VIENNA — The head of the U.N. nuclear agency flew to Tehran on Sunday on a delicate mission that — if successful — could finally lift the veil on whether Iran is seeking atomic arms while strengthening the Islamic Republic's negotiating hand in crucial nuclear talks with six world powers later in the week.
The trip by International Atomic Energy Agency chief Yukiya Amano is focused on getting agreement from Iran to terms that will allow the agency to resume probing whether Tehran secretly worked on nuclear arms.
Even if that happens, Western diplomats have expressed skepticism that Iran will honor a deal. But with both Iran and the IAEA reporting progress in a previous round last week, anticipation was high as Amano prepared to board his flight to Tehran.
While expressing some optimism, Amano said he could not predict whether he would clinch a deal that would allow his agency to renew its long-stalled probe.
"Nothing is certain in life, in diplomacy," he told reporters at Vienna's airport. "But there has been good progress.
"I really think this is the right time to reach agreement."
The one-day trip is significant both for what it can achieve in terms of probing Iran's secretive nuclear program and as a mood-setter for talks Wednesday in Baghdad between Iran and the United States, Russia, China, Britain, France and Germany.
The latter six nations are in the forefront of trying to persuade Tehran to curb its nuclear program and ease concerns it wants to use it to make nuclear weapons.
Iran will seek to stay looming U.S. and European Union sanctions on its oil exports at the Baghdad talks.
The six in turn will attempt to get Iran to commit to stop enriching uranium to a level that can be turned quickly into the fissile core of nuclear warheads, while ignoring — for now— its program of lower enrichment, which would take longer to turn toward weapons-making.

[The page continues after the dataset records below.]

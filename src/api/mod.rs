//! Backend access layer
//!
//! REST table access (PostgREST dialect) and password auth (GoTrue), plus an
//! in-memory backend implementing the same traits for tests and demo mode.

pub mod auth;
pub mod client;
pub mod constants;
pub mod memory;
pub mod models;
pub mod operations;
pub mod query;

pub use auth::{AuthApi, GoTrueAuth};
pub use client::{BearerToken, RestClient, TableClient};
pub use memory::MemoryBackend;
pub use models::{AuthSession, AuthUser, BackendConfig, SignUpOutcome, SignUpRequest, TokenInfo};
pub use operations::{Operation, OperationResult};
pub use query::{Filter, OrderBy, Query, QueryBuilder, QueryResult};
use crossterm::event::KeyCode;
use ratatui::style::Style;

use super::{Element, FocusId, LayoutConstraint};

pub struct ButtonBuilder<Msg> {
    pub(crate) id: FocusId,
    pub(crate) label: String,
    pub(crate) on_press: Option<Msg>,
    pub(crate) style: Option<Style>,
}

impl<Msg> ButtonBuilder<Msg> {
    pub fn on_press(mut self, msg: Msg) -> Self {
        self.on_press = Some(msg);
        self
    }

    pub fn style(mut self, style: Style) -> Self {
        self.style = Some(style);
        self
    }

    pub fn build(self) -> Element<Msg> {
        Element::Button {
            id: self.id,
            label: self.label,
            on_press: self.on_press,
            style: self.style,
        }
    }
}

pub struct ColumnBuilder<Msg> {
    pub(crate) items: Vec<(LayoutConstraint, Element<Msg>)>,
    pub(crate) spacing: u16,
}

impl<Msg> Default for ColumnBuilder<Msg> {
    fn default() -> Self {
        Self::new()
    }
}

impl<Msg> ColumnBuilder<Msg> {
    pub fn new() -> Self {
        Self {
            items: Vec::new(),
            spacing: 1,
        }
    }

    pub fn add(mut self, child: Element<Msg>, constraint: LayoutConstraint) -> Self {
        self.items.push((constraint, child));
        self
    }

    pub fn spacing(mut self, spacing: u16) -> Self {
        self.spacing = spacing;
        self
    }

    pub fn build(self) -> Element<Msg> {
        Element::Column {
            items: self.items,
            spacing: self.spacing,
        }
    }
}

pub struct RowBuilder<Msg> {
    pub(crate) items: Vec<(LayoutConstraint, Element<Msg>)>,
    pub(crate) spacing: u16,
}

impl<Msg> Default for RowBuilder<Msg> {
    fn default() -> Self {
        Self::new()
    }
}

impl<Msg> RowBuilder<Msg> {
    pub fn new() -> Self {
        Self {
            items: Vec::new(),
            spacing: 1,
        }
    }

    pub fn add(mut self, child: Element<Msg>, constraint: LayoutConstraint) -> Self {
        self.items.push((constraint, child));
        self
    }

    pub fn spacing(mut self, spacing: u16) -> Self {
        self.spacing = spacing;
        self
    }

    pub fn build(self) -> Element<Msg> {
        Element::Row {
            items: self.items,
            spacing: self.spacing,
        }
    }
}

pub struct ContainerBuilder<Msg> {
    pub(crate) child: Box<Element<Msg>>,
    pub(crate) padding: u16,
}

impl<Msg> ContainerBuilder<Msg> {
    pub fn padding(mut self, padding: u16) -> Self {
        self.padding = padding;
        self
    }

    pub fn build(self) -> Element<Msg> {
        Element::Container {
            child: self.child,
            padding: self.padding,
        }
    }
}

pub struct PanelBuilder<Msg> {
    pub(crate) child: Box<Element<Msg>>,
    pub(crate) title: Option<String>,
}

impl<Msg> PanelBuilder<Msg> {
    pub fn title(mut self, title: impl Into<String>) -> Self {
        self.title = Some(title.into());
        self
    }

    pub fn build(self) -> Element<Msg> {
        Element::Panel {
            child: self.child,
            title: self.title,
        }
    }
}

pub struct ListBuilder<Msg> {
    pub(crate) id: FocusId,
    pub(crate) items: Vec<Element<Msg>>,
    pub(crate) selected: Option<usize>,
    pub(crate) scroll_offset: usize,
    pub(crate) on_select: Option<fn(usize) -> Msg>,
    pub(crate) on_activate: Option<Msg>,
    pub(crate) on_navigate: Option<fn(KeyCode) -> Msg>,
}

impl<Msg> ListBuilder<Msg> {
    pub fn on_select(mut self, msg: fn(usize) -> Msg) -> Self {
        self.on_select = Some(msg);
        self
    }

    /// Sent on Enter
    pub fn on_activate(mut self, msg: Msg) -> Self {
        self.on_activate = Some(msg);
        self
    }

    /// Receives Up/Down/PageUp/PageDown/Home/End
    pub fn on_navigate(mut self, msg: fn(KeyCode) -> Msg) -> Self {
        self.on_navigate = Some(msg);
        self
    }

    pub fn build(self) -> Element<Msg> {
        Element::List {
            id: self.id,
            items: self.items,
            selected: self.selected,
            scroll_offset: self.scroll_offset,
            on_select: self.on_select,
            on_activate: self.on_activate,
            on_navigate: self.on_navigate,
        }
    }
}

pub struct TextInputBuilder<Msg> {
    pub(crate) id: FocusId,
    pub(crate) value: String,
    pub(crate) cursor_pos: usize,
    pub(crate) scroll_offset: usize,
    pub(crate) placeholder: Option<String>,
    pub(crate) masked: bool,
    pub(crate) on_change: Option<fn(KeyCode) -> Msg>,
    pub(crate) on_submit: Option<Msg>,
}

impl<Msg> TextInputBuilder<Msg> {
    pub fn placeholder(mut self, text: impl Into<String>) -> Self {
        self.placeholder = Some(text.into());
        self
    }

    /// Show bullets instead of the characters
    pub fn masked(mut self, masked: bool) -> Self {
        self.masked = masked;
        self
    }

    pub fn on_change(mut self, msg: fn(KeyCode) -> Msg) -> Self {
        self.on_change = Some(msg);
        self
    }

    pub fn on_submit(mut self, msg: Msg) -> Self {
        self.on_submit = Some(msg);
        self
    }

    pub fn build(self) -> Element<Msg> {
        Element::TextInput {
            id: self.id,
            value: self.value,
            cursor_pos: self.cursor_pos,
            scroll_offset: self.scroll_offset,
            placeholder: self.placeholder,
            masked: self.masked,
            on_change: self.on_change,
            on_submit: self.on_submit,
        }
    }
}

pub struct SelectBuilder<Msg> {
    pub(crate) id: FocusId,
    pub(crate) options: Vec<String>,
    pub(crate) selected: Option<usize>,
    pub(crate) placeholder: Option<String>,
    pub(crate) on_select: Option<fn(usize) -> Msg>,
}

impl<Msg> SelectBuilder<Msg> {
    pub fn placeholder(mut self, text: impl Into<String>) -> Self {
        self.placeholder = Some(text.into());
        self
    }

    pub fn on_select(mut self, msg: fn(usize) -> Msg) -> Self {
        self.on_select = Some(msg);
        self
    }

    pub fn build(self) -> Element<Msg> {
        Element::Select {
            id: self.id,
            options: self.options,
            selected: self.selected,
            placeholder: self.placeholder,
            on_select: self.on_select,
        }
    }
}
use crossterm::event::KeyCode;
use ratatui::style::Style;
use ratatui::text::Line;

mod builders;
pub use builders::*;

use super::theme::Theme;
use super::widgets::{ListItem, ListState, SelectState, TextInputState};

/// Stable identifier for focusable UI elements
#[derive(Debug, Clone, PartialEq, Eq, Hash)]
pub struct FocusId(pub &'static str);

impl FocusId {
    pub const fn new(id: &'static str) -> Self {
        Self(id)
    }
}

impl From<&'static str> for FocusId {
    fn from(s: &'static str) -> Self {
        FocusId(s)
    }
}

/// Sizing of a child within a column or row
#[derive(Debug, Clone, Copy, PartialEq, Eq)]
pub enum LayoutConstraint {
    /// Exact number of lines/columns
    Length(u16),
    /// At least this many lines/columns
    Min(u16),
    /// Weighted share of the remaining space
    Fill(u16),
}

/// Declarative UI elements that compose to form a page view
#[derive(Clone)]
pub enum Element<Msg> {
    None,

    Text {
        content: String,
        style: Option<Style>,
    },

    StyledText {
        line: Line<'static>,
    },

    /// Multi-line text, wrapped to the available width
    Paragraph {
        lines: Vec<Line<'static>>,
    },

    Button {
        id: FocusId,
        label: String,
        on_press: Option<Msg>,
        style: Option<Style>,
    },

    Column {
        items: Vec<(LayoutConstraint, Element<Msg>)>,
        spacing: u16,
    },

    Row {
        items: Vec<(LayoutConstraint, Element<Msg>)>,
        spacing: u16,
    },

    Container {
        child: Box<Element<Msg>>,
        padding: u16,
    },

    Panel {
        child: Box<Element<Msg>>,
        title: Option<String>,
    },

    /// Scrollable list with keyboard navigation
    List {
        id: FocusId,
        items: Vec<Element<Msg>>,
        selected: Option<usize>,
        scroll_offset: usize,
        on_select: Option<fn(usize) -> Msg>,
        on_activate: Option<Msg>,
        on_navigate: Option<fn(KeyCode) -> Msg>,
    },

    TextInput {
        id: FocusId,
        value: String,
        cursor_pos: usize,
        scroll_offset: usize,
        placeholder: Option<String>,
        masked: bool,
        on_change: Option<fn(KeyCode) -> Msg>,
        on_submit: Option<Msg>,
    },

    /// Single-line choice among fixed options, cycled with the arrow keys
    Select {
        id: FocusId,
        options: Vec<String>,
        selected: Option<usize>,
        placeholder: Option<String>,
        on_select: Option<fn(usize) -> Msg>,
    },
}

impl<Msg> Element<Msg> {
    pub fn text(content: impl Into<String>) -> Self {
        Element::Text {
            content: content.into(),
            style: None,
        }
    }

    pub fn styled(content: impl Into<String>, style: Style) -> Self {
        Element::Text {
            content: content.into(),
            style: Some(style),
        }
    }

    pub fn styled_text(line: Line<'static>) -> Self {
        Element::StyledText { line }
    }

    pub fn paragraph(lines: Vec<Line<'static>>) -> Self {
        Element::Paragraph { lines }
    }

    pub fn button(id: impl Into<FocusId>, label: impl Into<String>) -> ButtonBuilder<Msg> {
        ButtonBuilder {
            id: id.into(),
            label: label.into(),
            on_press: None,
            style: None,
        }
    }

    /// Column with default constraints for every child
    pub fn column(children: Vec<Element<Msg>>) -> ColumnBuilder<Msg> {
        let items = children
            .into_iter()
            .map(|child| (child.default_constraint(), child))
            .collect();
        ColumnBuilder { items, spacing: 1 }
    }

    /// Row sharing the width equally between children
    pub fn row(children: Vec<Element<Msg>>) -> RowBuilder<Msg> {
        let items = children
            .into_iter()
            .map(|child| (LayoutConstraint::Fill(1), child))
            .collect();
        RowBuilder { items, spacing: 1 }
    }

    pub fn container(child: Element<Msg>) -> ContainerBuilder<Msg> {
        ContainerBuilder {
            child: Box::new(child),
            padding: 1,
        }
    }

    pub fn panel(child: Element<Msg>) -> PanelBuilder<Msg> {
        PanelBuilder {
            child: Box::new(child),
            title: None,
        }
    }

    pub fn list<T: ListItem>(id: impl Into<FocusId>, items: &[T], state: &ListState, theme: &Theme) -> ListBuilder<Msg> {
        let elements = items
            .iter()
            .enumerate()
            .map(|(i, item)| item.to_element(state.selected() == Some(i), theme))
            .collect();

        ListBuilder {
            id: id.into(),
            items: elements,
            selected: state.selected(),
            scroll_offset: state.scroll_offset(),
            on_select: None,
            on_activate: None,
            on_navigate: None,
        }
    }

    pub fn text_input(id: impl Into<FocusId>, value: &str, state: &TextInputState) -> TextInputBuilder<Msg> {
        TextInputBuilder {
            id: id.into(),
            value: value.to_string(),
            cursor_pos: state.cursor_pos(),
            scroll_offset: state.scroll_offset(),
            placeholder: None,
            masked: false,
            on_change: None,
            on_submit: None,
        }
    }

    pub fn select(id: impl Into<FocusId>, options: Vec<String>, state: &SelectState) -> SelectBuilder<Msg> {
        SelectBuilder {
            id: id.into(),
            options,
            selected: state.selected(),
            placeholder: None,
            on_select: None,
        }
    }

    /// Constraint used when a child is added without an explicit one
    pub fn default_constraint(&self) -> LayoutConstraint {
        match self {
            Element::None => LayoutConstraint::Length(0),
            Element::Text { .. } | Element::StyledText { .. } => LayoutConstraint::Length(1),
            Element::Paragraph { lines } => LayoutConstraint::Min(lines.len() as u16),
            Element::Button { .. } => LayoutConstraint::Length(3),
            Element::Column { .. } | Element::Row { .. } | Element::Container { .. } => LayoutConstraint::Fill(1),
            Element::Panel { child, .. } => match child.default_constraint() {
                LayoutConstraint::Length(n) => LayoutConstraint::Length(n + 2),
                LayoutConstraint::Min(n) => LayoutConstraint::Min(n + 2),
                LayoutConstraint::Fill(w) => LayoutConstraint::Fill(w),
            },
            Element::List { .. } => LayoutConstraint::Fill(1),
            Element::TextInput { .. } | Element::Select { .. } => LayoutConstraint::Length(1),
        }
    }

    /// Whether this element or a descendant is the focusable widget `id`
    pub fn contains_focusable(&self, id: &FocusId) -> bool {
        match self {
            Element::Button { id: own, .. }
            | Element::List { id: own, .. }
            | Element::TextInput { id: own, .. }
            | Element::Select { id: own, .. } => own == id,
            Element::Column { items, .. } | Element::Row { items, .. } => {
                items.iter().any(|(_, child)| child.contains_focusable(id))
            }
            Element::Container { child, .. } | Element::Panel { child, .. } => child.contains_focusable(id),
            _ => false,
        }
    }
}
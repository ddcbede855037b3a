//! Per-run build options and their builder.

use super::{Arch, Distro};
use crate::bundler::error::{Context, Result};
use chrono::{DateTime, Local};
use std::fmt;
use std::path::{Path, PathBuf};

/// Revision suffix appended to every calendar version.
pub const VERSION_REVISION: &str = "1";

/// Default gzip/xz level handed to the build tool.
pub const DEFAULT_COMPRESSION_LEVEL: u32 = 5;

/// Compression applied by the build tool.
#[derive(Clone, Copy, Debug, Default, Eq, PartialEq, clap::ValueEnum)]
pub enum Compression {
    /// Store only
    None,
    /// gzip (default)
    #[default]
    Gzip,
    /// xz
    Xz,
}

impl Compression {
    /// Name understood by `dpkg-deb -Z`.
    pub fn as_str(&self) -> &'static str {
        match self {
            Compression::None => "none",
            Compression::Gzip => "gzip",
            Compression::Xz => "xz",
        }
    }
}

impl fmt::Display for Compression {
    fn fmt(&self, f: &mut fmt::Formatter<'_>) -> fmt::Result {
        f.write_str(self.as_str())
    }
}

/// What to do when the control template fails to render.
#[derive(Clone, Copy, Debug, Default, Eq, PartialEq)]
pub enum MetadataPolicy {
    /// Log the failure, leave the control file empty, keep building
    #[default]
    Lenient,
    /// Fail the job
    Strict,
}

/// Builds the calendar version shared by every job in a run: `0.0.<YYMMDDHHMM>-1`.
pub fn calendar_version(now: DateTime<Local>) -> String {
    format!("0.0.{}-{}", now.format("%y%m%d%H%M"), VERSION_REVISION)
}

/// Whether `version` is a Debian version string: a leading digit followed by
/// alphanumerics and `.+~:-`. Versions end up in file names.
pub fn is_valid_version(version: &str) -> bool {
    let mut chars = version.chars();
    chars.next().is_some_and(|c| c.is_ascii_digit())
        && chars.all(|c| c.is_ascii_alphanumeric() || ".+~:-".contains(c))
}

/// Options for one packaging run.
///
/// Constructed via [`BuildOptionsBuilder`]; immutable once built and shared by
/// every job in the run.
#[derive(Clone, Debug)]
pub struct BuildOptions {
    distro: Distro,
    arch: Arch,
    version: String,
    proto_root: PathBuf,
    output_dir: PathBuf,
    script_root: PathBuf,
    compression: Compression,
    compression_level: u32,
    lint: bool,
    metadata_policy: MetadataPolicy,
    use_fakeroot: bool,
}

impl BuildOptions {
    /// Target distribution (after alias normalization).
    pub fn distro(&self) -> Distro {
        self.distro
    }

    /// Requested logical architecture.
    pub fn arch(&self) -> Arch {
        self.arch
    }

    /// Version string shared by all jobs.
    pub fn version(&self) -> &str {
        &self.version
    }

    /// Root of the staged file tree.
    pub fn proto_root(&self) -> &Path {
        &self.proto_root
    }

    /// Where work directories and artifacts are created.
    pub fn output_dir(&self) -> &Path {
        &self.output_dir
    }

    /// Root holding per-distro lifecycle scripts and helper tools.
    pub fn script_root(&self) -> &Path {
        &self.script_root
    }

    /// Compression type.
    pub fn compression(&self) -> Compression {
        self.compression
    }

    /// Compression level, 0-9.
    pub fn compression_level(&self) -> u32 {
        self.compression_level
    }

    /// Whether to lint built artifacts.
    pub fn lint(&self) -> bool {
        self.lint
    }

    /// Template failure policy.
    pub fn metadata_policy(&self) -> MetadataPolicy {
        self.metadata_policy
    }

    /// Whether build tools run under fakeroot.
    pub fn use_fakeroot(&self) -> bool {
        self.use_fakeroot
    }
}

/// Builder for [`BuildOptions`].
#[derive(Default)]
pub struct BuildOptionsBuilder {
    distro: Option<Distro>,
    arch: Option<Arch>,
    version: Option<String>,
    proto_root: Option<PathBuf>,
    output_dir: Option<PathBuf>,
    script_root: Option<PathBuf>,
    compression: Compression,
    compression_level: Option<u32>,
    lint: bool,
    metadata_policy: MetadataPolicy,
    use_fakeroot: bool,
}

impl BuildOptionsBuilder {
    /// Creates a new options builder.
    pub fn new() -> Self {
        Default::default()
    }

    /// Sets the target distribution. Required.
    pub fn distro(mut self, distro: Distro) -> Self {
        self.distro = Some(distro);
        self
    }

    /// Sets the logical architecture. Required.
    pub fn arch(mut self, arch: Arch) -> Self {
        self.arch = Some(arch);
        self
    }

    /// Overrides the version.
    ///
    /// Default: [`calendar_version`] of the current local time
    pub fn version(mut self, version: impl Into<String>) -> Self {
        self.version = Some(version.into());
        self
    }

    /// Sets the proto area root. Required.
    pub fn proto_root<P: AsRef<Path>>(mut self, path: P) -> Self {
        self.proto_root = Some(path.as_ref().to_path_buf());
        self
    }

    /// Sets the output directory.
    ///
    /// Default: current directory
    pub fn output_dir<P: AsRef<Path>>(mut self, path: P) -> Self {
        self.output_dir = Some(path.as_ref().to_path_buf());
        self
    }

    /// Sets the lifecycle script root.
    ///
    /// Default: `build`
    pub fn script_root<P: AsRef<Path>>(mut self, path: P) -> Self {
        self.script_root = Some(path.as_ref().to_path_buf());
        self
    }

    /// Sets the compression type.
    pub fn compression(mut self, compression: Compression) -> Self {
        self.compression = compression;
        self
    }

    /// Sets the compression level.
    ///
    /// Default: [`DEFAULT_COMPRESSION_LEVEL`]
    pub fn compression_level(mut self, level: u32) -> Self {
        self.compression_level = Some(level);
        self
    }

    /// Enables linting of built artifacts.
    pub fn lint(mut self, lint: bool) -> Self {
        self.lint = lint;
        self
    }

    /// Sets the template failure policy.
    pub fn metadata_policy(mut self, policy: MetadataPolicy) -> Self {
        self.metadata_policy = policy;
        self
    }

    /// Runs build tools under fakeroot.
    pub fn use_fakeroot(mut self, use_fakeroot: bool) -> Self {
        self.use_fakeroot = use_fakeroot;
        self
    }

    /// Builds the options.
    ///
    /// # Errors
    ///
    /// Returns an error if distro, arch, or proto root are missing, or the
    /// compression level is outside 0-9.
    pub fn build(self) -> Result<BuildOptions> {
        let compression_level = self.compression_level.unwrap_or(DEFAULT_COMPRESSION_LEVEL);
        if compression_level > 9 {
            crate::bail!("compression level {compression_level} out of range 0-9");
        }
        if let Some(version) = self.version.as_deref().filter(|v| !is_valid_version(v)) {
            crate::bail!("invalid package version '{version}'");
        }

        Ok(BuildOptions {
            distro: self.distro.context("distro is required")?,
            arch: self.arch.context("arch is required")?,
            version: self
                .version
                .unwrap_or_else(|| calendar_version(Local::now())),
            proto_root: self.proto_root.context("proto_root is required")?,
            output_dir: self.output_dir.unwrap_or_else(|| PathBuf::from(".")),
            script_root: self.script_root.unwrap_or_else(|| PathBuf::from("build")),
            compression: self.compression,
            compression_level,
            lint: self.lint,
            metadata_policy: self.metadata_policy,
            use_fakeroot: self.use_fakeroot,
        })
    }
}

#[cfg(test)]
mod tests {
    use super::*;
    use chrono::TimeZone;

    #[test]
    fn test_calendar_version_format() {
        let now = Local.with_ymd_and_hms(2018, 3, 7, 9, 5, 0).unwrap();
        assert_eq!(calendar_version(now), "0.0.1803070905-1");
    }

    #[test]
    fn test_version_characters() {
        assert!(is_valid_version("0.0.1803070905-1"));
        assert!(is_valid_version("1:2.0~rc1+dfsg-3"));
        for bad in ["", "../1", "1/2", "v1", "1 2"] {
            assert!(!is_valid_version(bad), "{bad:?} accepted");
        }

        let res = BuildOptionsBuilder::new()
            .distro(Distro::Archive)
            .arch(Arch::Amd64)
            .proto_root("proto")
            .version("../../x")
            .build();
        assert!(res.is_err());
    }

    #[test]
    fn test_defaults() {
        let opts = BuildOptionsBuilder::new()
            .distro(Distro::Debian)
            .arch(Arch::Amd64)
            .proto_root("proto")
            .build()
            .unwrap();
        assert_eq!(opts.compression(), Compression::Gzip);
        assert_eq!(opts.compression_level(), 5);
        assert_eq!(opts.output_dir(), Path::new("."));
        assert_eq!(opts.script_root(), Path::new("build"));
        assert_eq!(opts.metadata_policy(), MetadataPolicy::Lenient);
        assert!(opts.version().starts_with("0.0."));
        assert!(opts.version().ends_with("-1"));
        assert!(!opts.lint());
    }

    #[test]
    fn test_missing_proto_root() {
        let err = BuildOptionsBuilder::new()
            .distro(Distro::Debian)
            .arch(Arch::Amd64)
            .build()
            .unwrap_err();
        assert_eq!(err.to_string(), "proto_root is required");
    }

    #[test]
    fn test_level_out_of_range() {
        let res = BuildOptionsBuilder::new()
            .distro(Distro::Debian)
            .arch(Arch::Amd64)
            .proto_root("proto")
            .compression_level(12)
            .build();
        assert!(res.is_err());
    }
}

Iran insists it is enriching uranium only to produce nuclear fuel. It denies that it worked secretly on developing components of a nuclear arms program, despite what the IAEA describes as credible intelligence and other evidence that it hid work "specific to nuclear weapons."
Amano's visit and the talks in Baghdad are thus separate but indirectly related — a point that Amano touched on as well, saying he hoped they "will give (a) positive good impact (on) each other. His chief negotiating partner in Tehran will be Saeed Jalili, the head of Iran's nuclear agency, who will also lead his country's delegation to the Baghdad talks.
Western diplomats following the IAEA's work are skeptical that Iran would honor the terms of any deal suddenly allowing the IAEA access to sites, people and documents it seeks in its probe, pointing out that Tehran has stonewalled the agency's efforts since 2007. They say Tehran is seeking to make points ahead of the Baghdad talks, where it would refer to any deal with the IAEA as a sign of its good will and demand that the upcoming sanctions on Iranian oil be suspended.
Diplomats told The Associated Press ahead of the Baghdad talks that there is agreement among the six powers not to give in to such demands. G-8 leaders last week set the stage for a united release of world oil reserves to balance any disruption in world markets when those tough new sanctions are imposed. President Barack Obama said world powers "are unified in our approach to Iran."
Still, an Iran-IAEA deal could reopen fissures among the six, with Russia and China — traditional opponents of tough anti-Iran sanctions — demanding that the oil penalties be held up to reward the Islamic Republic's approval of a deal with the IAEA.
Russian Deputy Foreign Minister Sergei Ryabkov said the Baghdad talks should already focus on lifting of sanctions if Iran shows signs of compromise, in comments reported Sunday by the Itar-Tass news agency.
"Russia denies the efficiency of sanctions against Iran; it thinks that the sanctions are driving the problem into an impasse," he was quoted as saying. "Yet bearing in mind the adherence of Western partners to sanctions, I think they should think about the time when the sanctions may be suspended and lifted."
Amano deferred an Iranian invitation to visit Tehran last year, saying he would go only if he was assured of progress in the standoff over the IAEA probe. Pressed at the airport whether he expected to come back with a deal in his pocket, he repeated that "nothing is certain but ... I stay positive."